L'Anact, une fabrique des conditions de travail

par Anne-Sophie Bruno historienne (Centre d'études de l'emploi, université Paris 13), Sylvie Célérier sociologue (Centre d'études de l'emploi, université Lille 1) Nicolas Hatzfeld historien (université d'Evry-Val-d'Essonne) / avril 2015

Pourquoi et comment l'Agence nationale pour l'amélioration des conditions de travail, créée en 1973, s'est-elle au fil du temps emparée de certains thèmes ? Réponse au travers de trois dossiers : les TMS, les risques psychosociaux et la gestion des âges.

L'Agence nationale pour l'amélioration des conditions de travail (Anact) a fêté, à la fin 2013, ses quarante ans d'existence. L'occasion a permis de revenir sur la façon dont l'institution s'est acquittée, au fil de ces années, de sa mission fondatrice : "Contribuer au développement et à l'encouragement de recherches et d'expériences ou réalisations en matière d'amélioration des conditions de travail." En quatre décennies, bien des dossiers ont été ouverts qui ont tendu à redessiner le périmètre reconnu des conditions de travail. Suivons trois d'entre eux, emblématiques des questions qui ont successivement porté la réflexion sur les conditions de travail dans notre pays et révélateurs du concours qu'y a apporté l'Agence. Deux relèvent du champ de la santé au travail, qui fut particulièrement saillant au cours des trente dernières années : les troubles musculo-squelettiques (TMS) et les risques psychosociaux (RPS). Le troisième, plus récent, concerne la gestion des populations, centrée sur celle des âges (GDA).

La marque du tripartisme

L'apparition d'un thème dans le calendrier des activités de l'Anact le consacre comme dimension légitime des conditions de travail. Mais quelle part prend l'institution dans cette émergence ? Tout dépend de la question abordée et de ses enjeux pour les partenaires sociaux qui président, avec l'Etat, aux destinées de l'Agence. Celle-ci est, de fait, profondément marquée par le tripartisme et chacun s'accorde sur la nécessité d'une concertation entre positions patronales, salariales et étatiques, seul gage d'une amélioration durable des conditions de travail. L'examen de nos trois dossiers témoigne aussi du rôle croissant de l'Etat dans la définition des priorités, via la tutelle du ministère du Travail.
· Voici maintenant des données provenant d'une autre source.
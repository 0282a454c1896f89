//! Fans a batch of files out to one concurrent job each.

use std::collections::HashMap;
use std::panic::{self, AssertUnwindSafe};
use std::path::PathBuf;
use std::sync::atomic::{AtomicUsize, Ordering};
use std::sync::{Arc, Mutex, MutexGuard, PoisonError};

use tokio::runtime::Handle;
use tokio::sync::Notify;
use tracing::{debug, error, info, info_span, Instrument};

use crate::broadcast::JobEvent;
use crate::clipboard::Clipboard;
use crate::completion::TransformService;
use crate::config::ConfigProfile;
use crate::error::WorkerError;
use crate::pipeline::{JobListener, PipelineWarning, TransformPipeline};
use crate::sanitize::redact_path;
use crate::storage::{ArtifactStorage, ProcessedIndex};

use super::job::{Job, JobId, JobState};

/// Runs file-transform jobs and reports their lifecycle to a listener.
///
/// Every submitted path starts its own task right away; there is no queue
/// and no concurrency limit. Jobs are independent: one slow or failing job
/// never affects another. There is no cancellation and no retry.
///
/// Cloning yields another handle to the same orchestrator.
#[derive(Clone)]
pub struct JobOrchestrator {
    inner: Arc<Inner>,
}

struct Inner {
    pipeline: TransformPipeline,
    listener: Arc<dyn JobListener>,
    jobs: Mutex<HashMap<JobId, Job>>,
    active: AtomicUsize,
    idle: Notify,
}

impl JobOrchestrator {
    pub fn new(
        service: Arc<dyn TransformService>,
        storage: ArtifactStorage,
        clipboard: Arc<dyn Clipboard>,
        listener: Arc<dyn JobListener>,
    ) -> Self {
        Self {
            inner: Arc::new(Inner {
                pipeline: TransformPipeline::new(service, storage, clipboard),
                listener,
                jobs: Mutex::new(HashMap::new()),
                active: AtomicUsize::new(0),
                idle: Notify::new(),
            }),
        }
    }

    /// Starts one job per path, all sharing the `profile` snapshot.
    ///
    /// Returns once the jobs are spawned, with their ids in path order. The
    /// whole batch is refused if it is empty, the profile is invalid, or the
    /// completion service has no credential. Must be called within a tokio
    /// runtime.
    pub fn submit<I, P>(&self, paths: I, profile: ConfigProfile) -> Result<Vec<JobId>, WorkerError>
    where
        I: IntoIterator<Item = P>,
        P: Into<PathBuf>,
    {
        let paths: Vec<PathBuf> = paths.into_iter().map(Into::into).collect();
        if paths.is_empty() {
            return Err(WorkerError::EmptyBatch);
        }
        profile.validate().map_err(WorkerError::InvalidProfile)?;
        if !self.inner.pipeline.is_configured() {
            return Err(WorkerError::NotConfigured);
        }
        let runtime = Handle::try_current().map_err(|_| WorkerError::NoRuntime)?;

        let profile = Arc::new(profile);
        let batch: Vec<Job> = paths
            .into_iter()
            .map(|path| Job::new(path, Arc::clone(&profile)))
            .collect();

        {
            let mut jobs = self.inner.lock_jobs();
            for job in &batch {
                jobs.insert(job.id, job.clone());
            }
            self.inner.active.fetch_add(batch.len(), Ordering::SeqCst);
        }

        info!(
            count = batch.len(),
            model = %profile.model,
            format = %profile.output_format,
            "Submitting batch"
        );

        let ids = batch.iter().map(|job| job.id).collect();
        for job in batch {
            let inner = Arc::clone(&self.inner);
            let span = info_span!(
                "job",
                job_id = %job.id,
                filename = %redact_path(&job.source_path),
            );
            runtime.spawn(inner.run_job(job).instrument(span));
        }

        Ok(ids)
    }

    /// Number of jobs not yet terminal. Never blocks.
    pub fn active_count(&self) -> usize {
        self.inner.active.load(Ordering::SeqCst)
    }

    /// State of an in-flight job. `None` once the job has finished and its
    /// terminal event has been emitted, or for an unknown id.
    pub fn job_state(&self, id: JobId) -> Option<JobState> {
        self.inner.lock_jobs().get(&id).map(|job| job.state)
    }

    /// Snapshot of all in-flight jobs, oldest submission first.
    pub fn jobs(&self) -> Vec<Job> {
        let mut jobs: Vec<Job> = self.inner.lock_jobs().values().cloned().collect();
        jobs.sort_by_key(|job| job.submitted_at);
        jobs
    }

    /// Waits until no job is pending or running.
    pub async fn wait_idle(&self) {
        loop {
            let notified = self.inner.idle.notified();
            tokio::pin!(notified);
            notified.as_mut().enable();
            if self.active_count() == 0 {
                return;
            }
            notified.await;
        }
    }

    pub fn processed_index(&self) -> ProcessedIndex {
        ProcessedIndex::from(self.inner.pipeline.storage())
    }

    pub fn storage(&self) -> &ArtifactStorage {
        self.inner.pipeline.storage()
    }
}

impl Inner {
    fn lock_jobs(&self) -> MutexGuard<'_, HashMap<JobId, Job>> {
        self.jobs.lock().unwrap_or_else(PoisonError::into_inner)
    }

    fn set_state(&self, id: JobId, next: JobState) {
        if let Some(job) = self.lock_jobs().get_mut(&id) {
            job.transition(next);
        }
    }

    async fn run_job(self: Arc<Self>, job: Job) {
        let id = job.id;
        let path = job.source_path.clone();
        let profile = Arc::clone(&job.profile);
        let _active = ActiveGuard { inner: &self, id };

        self.set_state(id, JobState::Running);
        self.emit(&JobEvent::started(id, &path));

        let (state, event) = match self.pipeline.run(&path, &profile).await {
            Ok(output) => {
                for warning in output.warnings {
                    match warning {
                        PipelineWarning::ClipboardFailed { error } => {
                            self.emit(&JobEvent::clipboard_warning(id, &path, error));
                        }
                    }
                }
                (
                    JobState::Succeeded,
                    JobEvent::succeeded(id, &path, output.usage, output.output_path),
                )
            }
            Err(failure) => (JobState::Failed, JobEvent::failed(id, &path, failure)),
        };

        self.finish(id, state, event);
    }

    /// A panicking listener loses that one event but never the job.
    fn emit(&self, event: &JobEvent) {
        if panic::catch_unwind(AssertUnwindSafe(|| self.listener.on_event(event))).is_err() {
            error!("Job listener panicked while handling an event");
        }
    }

    /// Records the terminal state and emits the terminal event. The active
    /// count is released afterwards by the job's [`ActiveGuard`].
    fn finish(&self, id: JobId, state: JobState, event: JobEvent) {
        let finished = self.lock_jobs().remove(&id);
        if let Some(mut job) = finished {
            job.transition(state);
            debug!(
                state = %job.state,
                elapsed_ms = job.duration().map(|d| d.num_milliseconds()),
                "Job finished"
            );
        }

        self.emit(&event);
    }
}

/// Releases a job from the registry and the active count when its task ends,
/// including by panic. A consumer that reads a count of zero has therefore
/// been sent every terminal event.
struct ActiveGuard<'a> {
    inner: &'a Inner,
    id: JobId,
}

impl Drop for ActiveGuard<'_> {
    fn drop(&mut self) {
        self.inner.lock_jobs().remove(&self.id);
        if self.inner.active.fetch_sub(1, Ordering::SeqCst) == 1 {
            self.inner.idle.notify_waiters();
        }
    }
}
Ce renforcement est favorisé par le ciblage des actions publiques dans le cadre du contrôle des dépenses et par la relance des négociations collectives, qui suscite des besoins d'expertise, adressés à l'Anact.

Une activité en trois temps

Depuis sa création en 1973, l'activité de l'Agence nationale pour l'amélioration des conditions de travail (Anact) a été par deux fois significativement infléchie. Jusqu'au début des années 1980, l'Agence s'emploie à rassembler, analyser et synthétiser les connaissances scientifiques et pratiques disponibles sur les conditions de travail. Elle coordonne également des initiatives telles que la mise en place de groupes de parole destinés à accompagner les changements technologiques.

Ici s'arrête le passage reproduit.